Required action:
Check every line of the material below for the string "NULL". State how many lines have it.

Extracted material:

┄┄┄┄┄┄┄┄┄┄

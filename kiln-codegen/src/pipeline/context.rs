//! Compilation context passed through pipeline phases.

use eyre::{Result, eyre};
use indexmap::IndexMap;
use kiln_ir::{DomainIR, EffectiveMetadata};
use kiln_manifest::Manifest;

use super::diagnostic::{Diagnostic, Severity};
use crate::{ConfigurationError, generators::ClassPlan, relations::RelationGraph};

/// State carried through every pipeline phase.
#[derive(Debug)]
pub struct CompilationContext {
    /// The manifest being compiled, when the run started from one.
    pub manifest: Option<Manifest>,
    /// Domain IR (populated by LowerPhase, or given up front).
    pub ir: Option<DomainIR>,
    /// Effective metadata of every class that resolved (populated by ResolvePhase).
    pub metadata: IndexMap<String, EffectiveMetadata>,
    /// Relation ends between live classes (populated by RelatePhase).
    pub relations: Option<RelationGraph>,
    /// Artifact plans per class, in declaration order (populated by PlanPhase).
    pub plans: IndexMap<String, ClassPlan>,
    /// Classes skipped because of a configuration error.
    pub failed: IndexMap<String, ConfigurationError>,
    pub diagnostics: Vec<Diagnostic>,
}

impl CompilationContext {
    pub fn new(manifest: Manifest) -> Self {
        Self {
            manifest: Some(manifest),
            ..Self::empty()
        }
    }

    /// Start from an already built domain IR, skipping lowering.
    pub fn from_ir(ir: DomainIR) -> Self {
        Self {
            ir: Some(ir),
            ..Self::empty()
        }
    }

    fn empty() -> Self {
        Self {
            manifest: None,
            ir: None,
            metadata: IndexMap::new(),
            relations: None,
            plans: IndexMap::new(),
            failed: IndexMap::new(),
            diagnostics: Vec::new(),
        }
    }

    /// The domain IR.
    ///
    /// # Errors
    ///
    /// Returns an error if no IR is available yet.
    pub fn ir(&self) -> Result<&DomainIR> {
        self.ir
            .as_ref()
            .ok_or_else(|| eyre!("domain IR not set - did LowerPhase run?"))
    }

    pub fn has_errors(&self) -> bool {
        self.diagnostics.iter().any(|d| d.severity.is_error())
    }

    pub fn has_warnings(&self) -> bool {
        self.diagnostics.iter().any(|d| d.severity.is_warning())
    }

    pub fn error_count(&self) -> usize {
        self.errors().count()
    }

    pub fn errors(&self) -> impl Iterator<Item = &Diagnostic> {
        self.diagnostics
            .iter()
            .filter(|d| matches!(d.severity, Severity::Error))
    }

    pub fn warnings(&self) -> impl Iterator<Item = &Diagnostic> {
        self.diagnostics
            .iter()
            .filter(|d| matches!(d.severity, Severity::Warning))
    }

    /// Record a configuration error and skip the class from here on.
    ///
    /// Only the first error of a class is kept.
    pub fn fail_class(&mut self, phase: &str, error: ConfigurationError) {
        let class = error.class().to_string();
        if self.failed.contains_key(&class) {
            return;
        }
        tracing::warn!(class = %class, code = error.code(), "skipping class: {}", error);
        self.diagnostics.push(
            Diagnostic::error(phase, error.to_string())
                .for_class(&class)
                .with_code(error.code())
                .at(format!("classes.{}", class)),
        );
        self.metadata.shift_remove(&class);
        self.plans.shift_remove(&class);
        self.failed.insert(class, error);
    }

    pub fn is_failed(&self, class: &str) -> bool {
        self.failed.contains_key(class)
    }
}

┄┄┄┄┄┄┄┄┄┄

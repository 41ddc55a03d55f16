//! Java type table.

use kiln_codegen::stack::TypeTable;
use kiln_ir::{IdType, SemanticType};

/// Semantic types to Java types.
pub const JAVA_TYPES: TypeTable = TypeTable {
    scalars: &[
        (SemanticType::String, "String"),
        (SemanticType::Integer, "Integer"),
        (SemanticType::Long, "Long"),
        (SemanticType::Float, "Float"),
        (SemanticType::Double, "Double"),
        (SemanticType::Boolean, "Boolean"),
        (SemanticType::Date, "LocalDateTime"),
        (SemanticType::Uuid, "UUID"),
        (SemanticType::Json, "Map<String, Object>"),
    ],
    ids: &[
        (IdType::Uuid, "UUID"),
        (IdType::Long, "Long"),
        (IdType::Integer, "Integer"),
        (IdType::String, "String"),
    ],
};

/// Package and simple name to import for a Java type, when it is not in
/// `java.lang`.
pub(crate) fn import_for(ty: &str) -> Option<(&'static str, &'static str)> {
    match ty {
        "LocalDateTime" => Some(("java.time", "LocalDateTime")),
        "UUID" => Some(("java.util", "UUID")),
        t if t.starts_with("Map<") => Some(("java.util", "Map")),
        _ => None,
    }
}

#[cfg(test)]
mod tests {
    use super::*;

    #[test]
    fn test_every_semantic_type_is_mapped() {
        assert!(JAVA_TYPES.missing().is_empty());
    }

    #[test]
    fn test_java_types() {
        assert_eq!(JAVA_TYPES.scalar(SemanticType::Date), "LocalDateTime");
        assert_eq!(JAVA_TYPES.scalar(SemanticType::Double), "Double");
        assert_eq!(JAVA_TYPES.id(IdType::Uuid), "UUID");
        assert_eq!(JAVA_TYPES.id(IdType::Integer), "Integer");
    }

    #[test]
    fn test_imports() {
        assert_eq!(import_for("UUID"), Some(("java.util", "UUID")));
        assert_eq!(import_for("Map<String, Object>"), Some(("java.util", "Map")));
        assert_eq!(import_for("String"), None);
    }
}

┄┄┄┄┄┄┄┄┄┄

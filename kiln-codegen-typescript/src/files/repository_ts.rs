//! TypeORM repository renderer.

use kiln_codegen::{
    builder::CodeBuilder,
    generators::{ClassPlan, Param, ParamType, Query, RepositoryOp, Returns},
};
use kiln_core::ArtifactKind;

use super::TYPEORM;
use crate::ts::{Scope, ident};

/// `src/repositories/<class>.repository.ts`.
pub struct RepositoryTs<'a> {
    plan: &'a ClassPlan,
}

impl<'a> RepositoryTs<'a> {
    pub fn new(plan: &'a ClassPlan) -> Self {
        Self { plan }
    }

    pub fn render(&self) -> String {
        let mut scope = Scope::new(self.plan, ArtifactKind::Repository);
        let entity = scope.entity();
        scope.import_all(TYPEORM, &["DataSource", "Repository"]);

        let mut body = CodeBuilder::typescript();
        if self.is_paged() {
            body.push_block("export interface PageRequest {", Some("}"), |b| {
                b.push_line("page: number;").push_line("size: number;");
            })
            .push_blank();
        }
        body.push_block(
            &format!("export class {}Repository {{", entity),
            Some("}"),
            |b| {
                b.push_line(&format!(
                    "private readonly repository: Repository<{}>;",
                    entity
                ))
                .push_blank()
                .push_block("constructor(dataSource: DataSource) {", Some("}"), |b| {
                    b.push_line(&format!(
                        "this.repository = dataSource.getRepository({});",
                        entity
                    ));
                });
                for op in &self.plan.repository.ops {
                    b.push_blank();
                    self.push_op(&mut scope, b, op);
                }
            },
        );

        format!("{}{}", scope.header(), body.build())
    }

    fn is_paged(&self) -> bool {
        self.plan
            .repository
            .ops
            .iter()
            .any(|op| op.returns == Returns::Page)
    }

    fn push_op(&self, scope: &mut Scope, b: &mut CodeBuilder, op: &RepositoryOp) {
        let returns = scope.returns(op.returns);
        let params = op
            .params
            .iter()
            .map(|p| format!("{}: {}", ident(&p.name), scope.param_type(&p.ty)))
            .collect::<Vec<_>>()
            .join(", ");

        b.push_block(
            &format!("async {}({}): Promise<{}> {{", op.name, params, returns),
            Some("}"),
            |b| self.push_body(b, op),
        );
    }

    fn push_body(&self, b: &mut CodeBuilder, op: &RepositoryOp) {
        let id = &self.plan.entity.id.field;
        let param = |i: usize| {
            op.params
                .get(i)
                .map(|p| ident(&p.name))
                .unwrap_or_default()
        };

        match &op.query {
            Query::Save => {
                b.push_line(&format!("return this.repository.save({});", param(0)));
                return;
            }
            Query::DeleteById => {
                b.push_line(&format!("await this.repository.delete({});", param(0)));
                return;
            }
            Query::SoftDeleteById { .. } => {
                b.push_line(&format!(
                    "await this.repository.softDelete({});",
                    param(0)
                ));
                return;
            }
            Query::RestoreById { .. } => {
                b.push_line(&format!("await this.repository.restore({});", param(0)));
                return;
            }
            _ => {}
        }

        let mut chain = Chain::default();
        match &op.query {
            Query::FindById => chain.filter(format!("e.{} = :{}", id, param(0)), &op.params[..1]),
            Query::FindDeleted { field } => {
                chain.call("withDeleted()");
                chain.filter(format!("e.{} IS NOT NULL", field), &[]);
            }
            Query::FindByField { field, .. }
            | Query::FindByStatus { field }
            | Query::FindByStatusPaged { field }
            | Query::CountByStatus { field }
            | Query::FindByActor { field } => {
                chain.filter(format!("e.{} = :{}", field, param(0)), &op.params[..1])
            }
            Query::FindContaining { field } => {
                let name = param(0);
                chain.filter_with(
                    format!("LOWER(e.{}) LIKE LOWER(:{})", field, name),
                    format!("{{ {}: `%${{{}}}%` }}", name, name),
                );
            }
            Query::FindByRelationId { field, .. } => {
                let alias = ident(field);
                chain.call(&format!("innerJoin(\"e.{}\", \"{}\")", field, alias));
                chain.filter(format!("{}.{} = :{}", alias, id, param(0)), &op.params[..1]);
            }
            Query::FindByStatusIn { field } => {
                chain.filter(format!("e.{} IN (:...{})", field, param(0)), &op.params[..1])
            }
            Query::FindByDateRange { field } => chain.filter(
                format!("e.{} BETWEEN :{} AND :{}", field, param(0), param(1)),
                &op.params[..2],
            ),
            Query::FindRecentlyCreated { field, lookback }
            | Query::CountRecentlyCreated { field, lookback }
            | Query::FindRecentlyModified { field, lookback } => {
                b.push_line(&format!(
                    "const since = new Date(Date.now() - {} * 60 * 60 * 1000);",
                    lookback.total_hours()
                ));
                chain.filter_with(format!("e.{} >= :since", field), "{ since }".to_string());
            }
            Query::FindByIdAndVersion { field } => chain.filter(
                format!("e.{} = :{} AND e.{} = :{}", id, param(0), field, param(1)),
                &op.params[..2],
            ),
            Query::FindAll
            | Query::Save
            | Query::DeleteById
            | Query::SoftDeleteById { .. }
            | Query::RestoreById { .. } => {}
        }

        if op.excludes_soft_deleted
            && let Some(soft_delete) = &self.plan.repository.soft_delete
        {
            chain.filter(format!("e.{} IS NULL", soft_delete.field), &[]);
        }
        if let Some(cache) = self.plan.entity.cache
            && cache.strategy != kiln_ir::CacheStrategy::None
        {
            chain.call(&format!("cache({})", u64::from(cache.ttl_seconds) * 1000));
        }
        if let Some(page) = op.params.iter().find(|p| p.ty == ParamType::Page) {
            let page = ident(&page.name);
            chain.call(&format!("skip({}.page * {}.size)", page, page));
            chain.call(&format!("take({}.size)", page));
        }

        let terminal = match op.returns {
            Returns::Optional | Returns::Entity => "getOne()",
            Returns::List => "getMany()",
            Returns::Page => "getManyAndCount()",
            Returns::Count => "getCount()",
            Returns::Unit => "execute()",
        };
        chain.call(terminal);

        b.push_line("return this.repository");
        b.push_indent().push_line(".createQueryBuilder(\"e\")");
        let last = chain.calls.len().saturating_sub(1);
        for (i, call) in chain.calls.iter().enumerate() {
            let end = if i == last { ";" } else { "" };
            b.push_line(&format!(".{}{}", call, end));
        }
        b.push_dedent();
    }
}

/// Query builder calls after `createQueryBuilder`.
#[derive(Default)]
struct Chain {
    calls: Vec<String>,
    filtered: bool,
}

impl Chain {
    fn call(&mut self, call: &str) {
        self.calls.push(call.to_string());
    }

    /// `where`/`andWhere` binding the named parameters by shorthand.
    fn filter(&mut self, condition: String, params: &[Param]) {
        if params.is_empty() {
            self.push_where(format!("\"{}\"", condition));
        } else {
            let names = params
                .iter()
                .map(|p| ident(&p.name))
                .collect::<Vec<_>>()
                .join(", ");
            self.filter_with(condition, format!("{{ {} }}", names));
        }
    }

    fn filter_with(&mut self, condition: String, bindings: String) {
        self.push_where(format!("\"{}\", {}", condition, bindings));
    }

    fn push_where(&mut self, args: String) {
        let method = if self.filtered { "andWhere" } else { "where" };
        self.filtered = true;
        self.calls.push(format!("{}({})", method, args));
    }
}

┄┄┄┄┄┄┄┄┄┄

Reply to the task:
2